Some words carry such a heavy cargo of meanings that controversies can boil up around them almost spontaneously. “Liberal” is one such word, here taken in its adjectival sense. It carries positive and negative connotations. Liberal describes a kind of education. It can mean generosity or amplitude (“a liberal helping”), also lose or free (“liberal translation”). One of its meanings is broadminded, thus “not bound by authoritarianism, orthodoxy, or traditional forms.” An obsolete meaning of it (obsolete according to Merriam-Webster, but I’m not so sure myself), is licentious, thus lacking moral restraint. The word’s root is from the Latin (liber, free), thus free concerning often restrictive customs and free with means often tightly held.

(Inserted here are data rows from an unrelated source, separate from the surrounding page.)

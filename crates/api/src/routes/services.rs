//! Route definitions for the service catalog.

use axum::routing::{get, post};
use axum::Router;

use crate::handlers::services;
use crate::state::AppState;

/// Routes:
///
/// ```text
/// GET  /servicios/               -> list (active catalog, unpaginated)
/// POST /servicios/crear/         -> create (staff only)
/// POST /servicios/{id}/editar/   -> edit
/// POST /servicios/{id}/eliminar/ -> remove (staff only, soft)
/// ```
pub fn router() -> Router<AppState> {
    Router::new()
        .route("/servicios/", get(services::list))
        .route("/servicios/crear/", post(services::create))
        .route("/servicios/{id}/editar/", post(services::edit))
        .route("/servicios/{id}/eliminar/", post(services::remove))
}
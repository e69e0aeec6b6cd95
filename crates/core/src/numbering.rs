//! Budget number generation.
//!
//! Numbers follow `PRES-{year}-{seq:04}` where `seq` restarts at 1 each
//! calendar year. A number is assigned once, at creation, and only when
//! the caller supplied none; explicit numbers are stored verbatim.

/// Prefix of every generated budget number.
pub const BUDGET_NUMBER_PREFIX: &str = "PRES";

/// Format a budget number from its year and 1-based yearly sequence.
///
/// The sequence is zero-padded to four digits; wider sequences keep all
/// their digits rather than truncating.
pub fn budget_number(year: i32, seq: i64) -> String {
    format!("{BUDGET_NUMBER_PREFIX}-{year}-{seq:04}")
}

In politics it once meant favoring free trade—what today is usually labeled conservative, but the older meaning still survives in Europe.
Curiously a liberal education, strictly speaking, is the medieval curriculum called the trivium and the quadrivium. Brigitte once gave me a wonderful book on this for Christmas, The Trivium, by Sister Miriam Joseph (Paul Dry Books, 2002), something of a classic on the subject. Let’s look at how “liberal” that curriculum sounds: the trivium itself is logic, grammar, and rhetoric; the quadrivium, according to Sister Miriam’s description is “the four arts of quantity pertaining to matter,” thus arithmetic, music, geometry, and astronomy. Liberal once, obsolete now. “Music?!” a modern would say. Words gain meanings and loose them. Courtesy once had a vastly greater meaning than it has at present; I have in mind Castiglione’s The Courtier; rhetoric once had status enough to label a whole curriculum; now people have trouble spelling the word.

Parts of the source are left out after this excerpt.